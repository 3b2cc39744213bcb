//! HTTP-level integration tests for the `/hosts` and `/clients` resources.

mod common;

use axum::http::StatusCode;
use common::{
    access_token, create_client, create_host, create_session, delete_auth, expect_json,
    get_auth, patch_json_auth, post_auth, post_json_auth, put_json_auth, spawn_answering_host,
    unused_port,
};
use serde_json::json;
use sqlx::PgPool;

// ---------------------------------------------------------------------------
// Hosts
// ---------------------------------------------------------------------------

#[sqlx::test(migrations = "../db/migrations")]
async fn created_host_is_available(pool: PgPool) {
    let app = common::build_test_app(pool);
    let token = access_token(&app, "hosts@example.com").await;

    let host = create_host(&app, &token, "rig", 9000).await;
    assert_eq!(host["name"], "rig");
    assert_eq!(host["ip_address"], "127.0.0.1");
    assert_eq!(host["port"], 9000);
    assert_eq!(host["status"], "AVAILABLE");

    let response = get_auth(&app, "/api/v1/hosts", &token).await;
    let list = expect_json(response, StatusCode::OK).await;
    assert_eq!(list.as_array().unwrap().len(), 1);
}

#[sqlx::test(migrations = "../db/migrations")]
async fn host_registration_is_idempotent(pool: PgPool) {
    let app = common::build_test_app(pool);
    let token = access_token(&app, "register@example.com").await;
    let body = json!({ "name": "rig", "ip_address": "192.168.1.20", "port": 8080 });

    let first = expect_json(
        post_json_auth(&app, "/api/v1/hosts/register", &token, body.clone()).await,
        StatusCode::OK,
    )
    .await;
    let second = expect_json(
        post_json_auth(&app, "/api/v1/hosts/register", &token, body).await,
        StatusCode::OK,
    )
    .await;
    assert_eq!(first["id"], second["id"]);

    // The same triple under another owner is a different host.
    let other = access_token(&app, "other@example.com").await;
    let third = expect_json(
        post_json_auth(
            &app,
            "/api/v1/hosts/register",
            &other,
            json!({ "name": "rig", "ip_address": "192.168.1.20", "port": 8080 }),
        )
        .await,
        StatusCode::OK,
    )
    .await;
    assert_ne!(first["id"], third["id"]);
}

#[sqlx::test(migrations = "../db/migrations")]
async fn host_validation_errors_are_bad_requests(pool: PgPool) {
    let app = common::build_test_app(pool);
    let token = access_token(&app, "invalid@example.com").await;

    for body in [
        json!({ "name": "", "ip_address": "10.0.0.1", "port": 9000 }),
        json!({ "name": "rig", "ip_address": "not-an-ip", "port": 9000 }),
        json!({ "name": "rig", "ip_address": "10.0.0.1", "port": 0 }),
        json!({ "name": "rig", "ip_address": "10.0.0.1", "port": 70000 }),
    ] {
        let response = post_json_auth(&app, "/api/v1/hosts", &token, body.clone()).await;
        let json = expect_json(response, StatusCode::BAD_REQUEST).await;
        assert_eq!(json["code"], "VALIDATION_ERROR", "{body}");
    }
}

#[sqlx::test(migrations = "../db/migrations")]
async fn host_update_overwrites_address_and_status(pool: PgPool) {
    let app = common::build_test_app(pool);
    let token = access_token(&app, "update@example.com").await;
    let id = create_host(&app, &token, "rig", 9000).await["id"].as_i64().unwrap();

    let response = put_json_auth(
        &app,
        &format!("/api/v1/hosts/{id}"),
        &token,
        json!({ "ip_address": "10.0.0.9", "port": 9100, "status": "OFFLINE" }),
    )
    .await;
    let host = expect_json(response, StatusCode::OK).await;
    assert_eq!(host["ip_address"], "10.0.0.9");
    assert_eq!(host["port"], 9100);
    assert_eq!(host["status"], "OFFLINE");
}

#[sqlx::test(migrations = "../db/migrations")]
async fn status_change_blocked_while_session_active(pool: PgPool) {
    let port = spawn_answering_host().await;
    let app = common::build_test_app(pool);
    let token = access_token(&app, "guard@example.com").await;
    let host_id = create_host(&app, &token, "rig", port).await["id"].as_i64().unwrap();
    let client_id = create_client(&app, &token, "laptop").await["id"].as_i64().unwrap();
    let session_id = create_session(&app, &token, host_id, client_id).await["id"]
        .as_i64()
        .unwrap();
    let response = post_json_auth(
        &app,
        &format!("/api/v1/sessions/{session_id}/start"),
        &token,
        json!({ "webrtc_offer": "offer-sdp" }),
    )
    .await;
    assert_eq!(response.status(), StatusCode::OK);

    let status_uri = format!("/api/v1/hosts/{host_id}/status");
    let response = patch_json_auth(&app, &status_uri, &token, json!({ "status": "AVAILABLE" })).await;
    let json = expect_json(response, StatusCode::CONFLICT).await;
    assert_eq!(json["code"], "CONFLICT");

    // Re-asserting the current status is a no-op, not a conflict.
    let response = patch_json_auth(&app, &status_uri, &token, json!({ "status": "INUSE" })).await;
    assert_eq!(response.status(), StatusCode::OK);

    let response = post_auth(
        &app,
        &format!("/api/v1/sessions/{session_id}/end"),
        &token,
    )
    .await;
    assert_eq!(response.status(), StatusCode::OK);

    let response = patch_json_auth(&app, &status_uri, &token, json!({ "status": "OFFLINE" })).await;
    let host = expect_json(response, StatusCode::OK).await;
    assert_eq!(host["status"], "OFFLINE");
}

#[sqlx::test(migrations = "../db/migrations")]
async fn host_delete_refused_with_live_session(pool: PgPool) {
    let app = common::build_test_app(pool.clone());
    let token = access_token(&app, "delete@example.com").await;
    let host_id = create_host(&app, &token, "rig", 9000).await["id"].as_i64().unwrap();
    let client_id = create_client(&app, &token, "laptop").await["id"].as_i64().unwrap();
    let session_id = create_session(&app, &token, host_id, client_id).await["id"]
        .as_i64()
        .unwrap();

    let response = delete_auth(&app, &format!("/api/v1/hosts/{host_id}"), &token).await;
    assert_eq!(response.status(), StatusCode::CONFLICT);

    let response = post_auth(
        &app,
        &format!("/api/v1/sessions/{session_id}/cancel"),
        &token,
    )
    .await;
    assert_eq!(response.status(), StatusCode::OK);

    let response = delete_auth(&app, &format!("/api/v1/hosts/{host_id}"), &token).await;
    assert_eq!(response.status(), StatusCode::NO_CONTENT);

    let (remaining,): (i64,) = sqlx::query_as("SELECT COUNT(*) FROM sessions WHERE host_id = $1")
        .bind(host_id)
        .fetch_one(&pool)
        .await
        .unwrap();
    assert_eq!(remaining, 0);

    let response = get_auth(&app, &format!("/api/v1/hosts/{host_id}"), &token).await;
    assert_eq!(response.status(), StatusCode::NOT_FOUND);
}

#[sqlx::test(migrations = "../db/migrations")]
async fn foreign_host_is_forbidden(pool: PgPool) {
    let app = common::build_test_app(pool);
    let owner = access_token(&app, "owner@example.com").await;
    let intruder = access_token(&app, "intruder@example.com").await;
    let id = create_host(&app, &owner, "rig", 9000).await["id"].as_i64().unwrap();

    let response = get_auth(&app, &format!("/api/v1/hosts/{id}"), &intruder).await;
    let json = expect_json(response, StatusCode::FORBIDDEN).await;
    assert_eq!(json["code"], "OWNERSHIP_MISMATCH");

    let response = delete_auth(&app, &format!("/api/v1/hosts/{id}"), &intruder).await;
    assert_eq!(response.status(), StatusCode::FORBIDDEN);
}

#[sqlx::test(migrations = "../db/migrations")]
async fn programs_are_proxied_from_available_host(pool: PgPool) {
    let port = spawn_answering_host().await;
    let app = common::build_test_app(pool);
    let token = access_token(&app, "programs@example.com").await;
    let id = create_host(&app, &token, "rig", port).await["id"].as_i64().unwrap();

    let response = get_auth(&app, &format!("/api/v1/hosts/{id}/programs"), &token).await;
    let programs = expect_json(response, StatusCode::OK).await;
    assert_eq!(programs[0]["id"], "notepad");

    let response = patch_json_auth(
        &app,
        &format!("/api/v1/hosts/{id}/status"),
        &token,
        json!({ "status": "OFFLINE" }),
    )
    .await;
    assert_eq!(response.status(), StatusCode::OK);

    let response = get_auth(&app, &format!("/api/v1/hosts/{id}/programs"), &token).await;
    let json = expect_json(response, StatusCode::CONFLICT).await;
    assert_eq!(json["code"], "HOST_UNAVAILABLE");
}

#[sqlx::test(migrations = "../db/migrations")]
async fn programs_from_unreachable_host_is_bad_gateway(pool: PgPool) {
    let port = unused_port().await;
    let app = common::build_test_app(pool);
    let token = access_token(&app, "down@example.com").await;
    let id = create_host(&app, &token, "rig", port).await["id"].as_i64().unwrap();

    let response = get_auth(&app, &format!("/api/v1/hosts/{id}/programs"), &token).await;
    let json = expect_json(response, StatusCode::BAD_GATEWAY).await;
    assert_eq!(json["code"], "HOST_UNREACHABLE");
}

// ---------------------------------------------------------------------------
// Clients
// ---------------------------------------------------------------------------

#[sqlx::test(migrations = "../db/migrations")]
async fn client_upsert_is_idempotent(pool: PgPool) {
    let app = common::build_test_app(pool);
    let token = access_token(&app, "clients@example.com").await;
    let body = json!({ "client_name": "laptop", "ip_address": "10.0.0.2" });

    let first = expect_json(
        post_json_auth(&app, "/api/v1/clients/upsert", &token, body.clone()).await,
        StatusCode::OK,
    )
    .await;
    let second = expect_json(
        post_json_auth(&app, "/api/v1/clients/upsert", &token, body).await,
        StatusCode::OK,
    )
    .await;
    assert_eq!(first["id"], second["id"]);
    assert_eq!(first["client_name"], "laptop");

    let response = get_auth(&app, "/api/v1/clients/me", &token).await;
    let list = expect_json(response, StatusCode::OK).await;
    assert_eq!(list.as_array().unwrap().len(), 1);
}

#[sqlx::test(migrations = "../db/migrations")]
async fn client_update_and_delete(pool: PgPool) {
    let app = common::build_test_app(pool);
    let token = access_token(&app, "crud@example.com").await;
    let id = create_client(&app, &token, "laptop").await["id"].as_i64().unwrap();

    let response = put_json_auth(
        &app,
        &format!("/api/v1/clients/{id}"),
        &token,
        json!({ "client_name": "desktop", "ip_address": "10.0.0.3" }),
    )
    .await;
    let client = expect_json(response, StatusCode::OK).await;
    assert_eq!(client["client_name"], "desktop");
    assert_eq!(client["ip_address"], "10.0.0.3");

    let response = delete_auth(&app, &format!("/api/v1/clients/{id}"), &token).await;
    assert_eq!(response.status(), StatusCode::NO_CONTENT);

    let response = get_auth(&app, &format!("/api/v1/clients/{id}"), &token).await;
    assert_eq!(response.status(), StatusCode::NOT_FOUND);
}

#[sqlx::test(migrations = "../db/migrations")]
async fn client_delete_refused_with_live_session(pool: PgPool) {
    let app = common::build_test_app(pool);
    let token = access_token(&app, "busyclient@example.com").await;
    let host_id = create_host(&app, &token, "rig", 9000).await["id"].as_i64().unwrap();
    let client_id = create_client(&app, &token, "laptop").await["id"].as_i64().unwrap();
    create_session(&app, &token, host_id, client_id).await;

    let response = delete_auth(&app, &format!("/api/v1/clients/{client_id}"), &token).await;
    assert_eq!(response.status(), StatusCode::CONFLICT);
}

#[sqlx::test(migrations = "../db/migrations")]
async fn foreign_client_is_forbidden(pool: PgPool) {
    let app = common::build_test_app(pool);
    let owner = access_token(&app, "cowner@example.com").await;
    let intruder = access_token(&app, "cintruder@example.com").await;
    let id = create_client(&app, &owner, "laptop").await["id"].as_i64().unwrap();

    let response = get_auth(&app, &format!("/api/v1/clients/{id}"), &intruder).await;
    assert_eq!(response.status(), StatusCode::FORBIDDEN);
}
++++++
Copy each line of the material where "desktop" is found.

        json!({ "client_name": "desktop", "ip_address": "10.0.0.3" }),
    assert_eq!(client["client_name"], "desktop");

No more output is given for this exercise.